Su familia siempre se había sentido orgullosa de aquella casa. De sus suelos de mármol, sus ventanas dobles y sus paredes cubiertas de paneles de madera lacada. Siempre recordaban los años de duro trabajo que había costado construirla, el dinero invertido en el terreno, la cantidad de personal que requería su mantenimiento.
Se alegraba de que no quedara nadie para ver su degradación. Seguro que sus padres se revolvieron bajo tierra cuando la vieron abandonar el hogar. Pero había vuelto, más de diez años después, y no por una buena causa. No la había arrastrado la nostalgia o el remordimiento: quería comprobar si quedaba algo de valor antes de vender la casa y olvidarla por completo.
La cerradura estaba oxidada y gimió al sentir la sacudida. Cedió tras un leve forcejeo, quizá al reconocer su olor familiar. Fue extraño volver a entrar después de tantos años, y la casa también lo notaba. El aire denso descansó sobre sus hombros y la obligó a ladear la cabeza. Arrugó la nariz.

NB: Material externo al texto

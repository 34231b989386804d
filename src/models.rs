//! Domain types that are not tables on their own.
//!
//! [`ParsedReceipt`] is the ephemeral output of the fiscal parser. [`ReceiptItem`] is the
//! two-shape item union a [`Receipt`] owns; it is flattened into `receipt_items` rows for
//! storage and rebuilt from them on load.

use crate::entities::{ItemKind, ItemVerificationStatus, receipt, receipt_item};
use crate::errors::{Error, Result};
use chrono::{DateTime, Utc};
use serde::{Deserialize, Serialize};

/// A fiscal ticket normalized into canonical fields.
#[derive(Debug, Clone, PartialEq, Serialize, Deserialize)]
pub struct ParsedReceipt {
    /// Operator transaction id
    pub transaction_id: String,
    pub fiscal_id: String,
    pub date: DateTime<Utc>,
    /// Ticket total in minor units
    pub total_amount: i64,
    /// Sum of tax lines in minor units
    pub tax_amount: i64,
    pub tax_rate: f64,
    pub kkt_code: String,
    pub kkt_serial_number: String,
    pub payment_method: Option<String>,
    /// Line items in receipt order
    pub items: Vec<ParsedLineItem>,
}

/// One validated line of a fiscal ticket.
#[derive(Debug, Clone, PartialEq, Eq, Serialize, Deserialize)]
pub struct ParsedLineItem {
    pub name: String,
    pub props: ItemProps,
}

/// Line-item properties shared by both receipt item shapes.
#[derive(Debug, Clone, PartialEq, Eq, Serialize, Deserialize)]
pub struct ItemProps {
    pub department: String,
    /// Unit price in minor units
    pub unit_price: i64,
    /// Always positive
    pub quantity: i32,
    pub measure_unit: String,
    /// Line total in minor units
    pub total_price: i64,
}

/// A receipt line as stored on the receipt.
#[derive(Debug, Clone, PartialEq, Eq, Serialize, Deserialize)]
#[serde(tag = "kind", rename_all = "snake_case")]
pub enum ReceiptItem {
    /// Line the user did not claim, or any line of a late submission
    ProductClaim(ProductClaim),
    /// Line claimed for cashback against a product
    Cashback(CashbackItem),
}

/// Unclaimed receipt line.
#[derive(Debug, Clone, PartialEq, Eq, Serialize, Deserialize)]
pub struct ProductClaim {
    pub name: String,
    pub props: ItemProps,
}

/// Receipt line claimed for cashback.
#[derive(Debug, Clone, PartialEq, Eq, Serialize, Deserialize)]
pub struct CashbackItem {
    pub name: String,
    pub props: ItemProps,
    /// Product the user claimed this line as
    pub product_id: i64,
    /// Alias the name was matched through; `None` for canonical matches
    pub alias_id: Option<i64>,
    pub status: ItemVerificationStatus,
    /// Cashback fixed at match time, in minor units
    pub cashback: i64,
}

impl ReceiptItem {
    /// Line-item name as printed on the receipt.
    #[must_use]
    pub fn name(&self) -> &str {
        match self {
            Self::ProductClaim(claim) => &claim.name,
            Self::Cashback(item) => &item.name,
        }
    }

    /// The cashback variant, if this is one.
    #[must_use]
    pub const fn as_cashback(&self) -> Option<&CashbackItem> {
        match self {
            Self::Cashback(item) => Some(item),
            Self::ProductClaim(_) => None,
        }
    }

    /// Builds an unsaved row for this item at `position` on receipt `receipt_id`.
    #[must_use]
    pub fn to_active_model(&self, receipt_id: i64, position: i32) -> receipt_item::ActiveModel {
        use sea_orm::{NotSet, Set};

        let (kind, name, props) = match self {
            Self::ProductClaim(claim) => (ItemKind::ProductClaim, &claim.name, &claim.props),
            Self::Cashback(item) => (ItemKind::CashbackItem, &item.name, &item.props),
        };
        let cashback = self.as_cashback();

        receipt_item::ActiveModel {
            id: NotSet,
            receipt_id: Set(receipt_id),
            position: Set(position),
            kind: Set(kind),
            name: Set(name.clone()),
            department: Set(props.department.clone()),
            unit_price: Set(props.unit_price),
            quantity: Set(props.quantity),
            measure_unit: Set(props.measure_unit.clone()),
            total_price: Set(props.total_price),
            claimed_product_id: Set(cashback.map(|item| item.product_id)),
            product_alias_id: Set(cashback.and_then(|item| item.alias_id)),
            verification_status: Set(cashback.map(|item| item.status)),
            cashback: Set(cashback.map(|item| item.cashback)),
        }
    }
}

impl TryFrom<receipt_item::Model> for ReceiptItem {
    type Error = Error;

    fn try_from(row: receipt_item::Model) -> Result<Self> {
        let props = ItemProps {
            department: row.department,
            unit_price: row.unit_price,
            quantity: row.quantity,
            measure_unit: row.measure_unit,
            total_price: row.total_price,
        };

        match row.kind {
            ItemKind::ProductClaim => Ok(Self::ProductClaim(ProductClaim {
                name: row.name,
                props,
            })),
            ItemKind::CashbackItem => {
                let (Some(product_id), Some(status), Some(cashback)) =
                    (row.claimed_product_id, row.verification_status, row.cashback)
                else {
                    return Err(Error::CorruptRecord {
                        message: format!(
                            "cashback item {} on receipt {} lacks product, status or cashback",
                            row.id, row.receipt_id
                        ),
                    });
                };
                Ok(Self::Cashback(CashbackItem {
                    name: row.name,
                    props,
                    product_id,
                    alias_id: row.product_alias_id,
                    status,
                    cashback,
                }))
            }
        }
    }
}

/// A stored receipt together with its items in receipt order.
#[derive(Debug, Clone, PartialEq, Serialize, Deserialize)]
pub struct Receipt {
    pub record: receipt::Model,
    pub items: Vec<ReceiptItem>,
}

impl Receipt {
    /// Assembles a receipt from its row and item rows in any order.
    pub fn from_rows(record: receipt::Model, mut rows: Vec<receipt_item::Model>) -> Result<Self> {
        rows.sort_by_key(|row| row.position);
        let items = rows
            .into_iter()
            .map(ReceiptItem::try_from)
            .collect::<Result<Vec<_>>>()?;
        Ok(Self { record, items })
    }
}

Una sensación extraña creció en el fondo de su estómago. Llamó su atención golpeando sus costillas. Esperaba sentir la profunda soledad de la casa, la oquedad de sus habitaciones desiertas, el peso del abandono. Pero no fue así.
El polvo se elevó a su alrededor cuando comenzó a caminar por el vestíbulo, comprobando la podredumbre de la casa: los muebles ajados habían perdido su brillo; manchas oscuras cubrían los espejos; las polillas habían anidado en las cortinas, que colgaban muertas sobre las ventanas y dejaban pasar la luz tenue.
El primer golpe la sobresaltó. Se llevó una mano a la garganta y sintió el rápido bombear de la sangre bajo su piel mientras trataba de calmar su respiración. Construyó todas las explicaciones posibles a aquel estruendo mientras comenzaba a subir las escaleras que enlazaban con el segundo piso.
El sexto escalón crujió y se agarró con fuerza al pasamanos de nogal. Suspiró.
El segundo ruido fue diferente. No fue un golpe. Se prolongó en el tiempo e hizo que se le erizara la piel. Algo estaba arañando la madera. Pensó en roedores o pequeños animales que pudieran haber encontrado entre las paredes el hogar que ella jamás sintió en aquella casa y se encaminó hacia la habitación que fue de sus padres. La cómoda junto a la cama era el lugar en el que se guardaban las joyas.
La habitación tenía puertas dobles con pomos dorados que habían mutado al ocre. Algo la hizo detenerse y agudizar el oído.
El tercero fue suave, como el repiqueteo de los dedos sobre la mesa, como el gotear de la lluvia. Apoyó ligeramente la mano sobre la puerta y acercó el oído. Incluso dejó de respirar. Sin duda, venía del otro lado.
Al golpeteo suave le siguió un impacto seco. El cuarto ruido quebró una de las láminas de madera que cubría las altas paredes de la habitación. Elevó la mirada hacia el lugar del que parecía provenir el sonido mientras retrocedía. El crujido se disolvió en el aire y cayó al suelo, confundiéndose con el polvo.
Escuchó una respiración agitada, una garganta seca que convulsionaba en busca de aire, pero quizá fuera la suya.
Un animal, se dijo, un animal.
Posó la mano sobre el pomo y lo giró, despacio. Sintió cómo el sudor ácido acudía a sus axilas y comenzaba a empapar el algodón, cómo aumentaba la temperatura a su alrededor y su piel mudaba al rojo.
El mismo pensamiento volvió a golpearla, primero fue en las costillas, ahora a la altura de la nuca: no se había sentido sola al entrar en la casa.
Agotó el giro de su muñeca y presionó con fuerza, al tiempo que se repetía el cuarto ruido: un sonoro golpe que hirió la madera y resonó a lo largo de la casa. Introdujo un pie en la habitación, sin atreverse a levantar la mirada del suelo blanquecino por el polvo. Los pulmones comenzaron a arderle y cayó en la cuenta de que llevaba demasiado tiempo manteniendo la respiración: aquella respiración nerviosa no podía ser la suya.
Alzó la vista.
No se había sentido sola. La casa nunca había estado vacía.